## PROVIDED RECORDS
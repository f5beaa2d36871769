//! 輸出檔案寫入器

use polars::prelude::*;
use std::fs::{self, File};
use std::io::Write;
use std::path::PathBuf;
use tracing::info;

use super::error::{OutputError, OutputResult};
use crate::config::OutputConfig;
use crate::domain_types::{FundamentalTable, Period, ReturnSeries};

/// 執行紀錄，用於確認輸入與執行結果
#[derive(Debug, Clone, PartialEq)]
pub enum RunReceipt {
    /// 單一商品：記錄代碼
    Single { ticker: String },
    /// 投資組合：依序記錄區間、代碼清單、權重清單
    Portfolio {
        period: Period,
        tickers: String,
        weights: String,
    },
}

impl RunReceipt {
    pub fn contents(&self) -> String {
        match self {
            RunReceipt::Single { ticker } => ticker.clone(),
            RunReceipt::Portfolio {
                period,
                tickers,
                weights,
            } => format!("{period}\n{tickers}\n{weights}\n"),
        }
    }
}

/// 輸出檔案寫入器
///
/// 所有檔案寫入 `OutputConfig::directory`，UTF-8、逗號分隔並包含標題列。
#[derive(Debug, Clone)]
pub struct ArtifactWriter {
    config: OutputConfig,
}

impl ArtifactWriter {
    /// 建立寫入器，輸出目錄不存在時自動建立
    pub fn new(config: OutputConfig) -> OutputResult<Self> {
        let dir = config.directory();
        fs::create_dir_all(dir).map_err(|source| OutputError::CreateDir {
            path: dir.to_path_buf(),
            source,
        })?;
        Ok(Self { config })
    }

    pub fn config(&self) -> &OutputConfig {
        &self.config
    }

    /// 主要商品的報酬率序列
    pub fn write_prices(&self, series: &ReturnSeries) -> OutputResult<PathBuf> {
        self.write_series(&self.config.prices_file, series)
    }

    /// 投資組合報酬率序列
    pub fn write_portfolio(&self, series: &ReturnSeries) -> OutputResult<PathBuf> {
        self.write_series(&self.config.portfolio_file, series)
    }

    /// 基準指數報酬率序列
    pub fn write_benchmark(&self, series: &ReturnSeries) -> OutputResult<PathBuf> {
        self.write_series(&self.config.benchmark_file, series)
    }

    pub fn write_financials(&self, table: &FundamentalTable) -> OutputResult<PathBuf> {
        self.write_fundamentals(&self.config.financials_file, table)
    }

    pub fn write_balance_sheet(&self, table: &FundamentalTable) -> OutputResult<PathBuf> {
        self.write_fundamentals(&self.config.balance_sheet_file, table)
    }

    pub fn write_receipt(&self, receipt: &RunReceipt) -> OutputResult<PathBuf> {
        let path = self.config.path_for(&self.config.receipt_file);
        let mut file = File::create(&path)?;
        file.write_all(receipt.contents().as_bytes())?;
        info!("已寫入執行紀錄: {}", path.display());
        Ok(path)
    }

    fn write_series(&self, file_name: &str, series: &ReturnSeries) -> OutputResult<PathBuf> {
        let mut df = series.to_dataframe()?;
        let path = self.write_csv(file_name, &mut df)?;
        info!("已寫入報酬率序列 {} 筆: {}", series.len(), path.display());
        Ok(path)
    }

    fn write_fundamentals(&self, file_name: &str, table: &FundamentalTable) -> OutputResult<PathBuf> {
        let mut df = table.to_dataframe()?;
        let path = self.write_csv(file_name, &mut df)?;
        info!("已寫入基本面快照 {} 個科目: {}", table.items().len(), path.display());
        Ok(path)
    }

    fn write_csv(&self, file_name: &str, df: &mut DataFrame) -> OutputResult<PathBuf> {
        let path = self.config.path_for(file_name);
        let mut file = File::create(&path)?;
        CsvWriter::new(&mut file)
            .include_header(true)
            .with_separator(b',')
            .finish(df)?;
        Ok(path)
    }
}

## WORK ORDER
Gather each line from the entries above that includes the word "crate".

## SOLUTION
use crate::config::OutputConfig;
use crate::domain_types::{FundamentalTable, Period, ReturnSeries};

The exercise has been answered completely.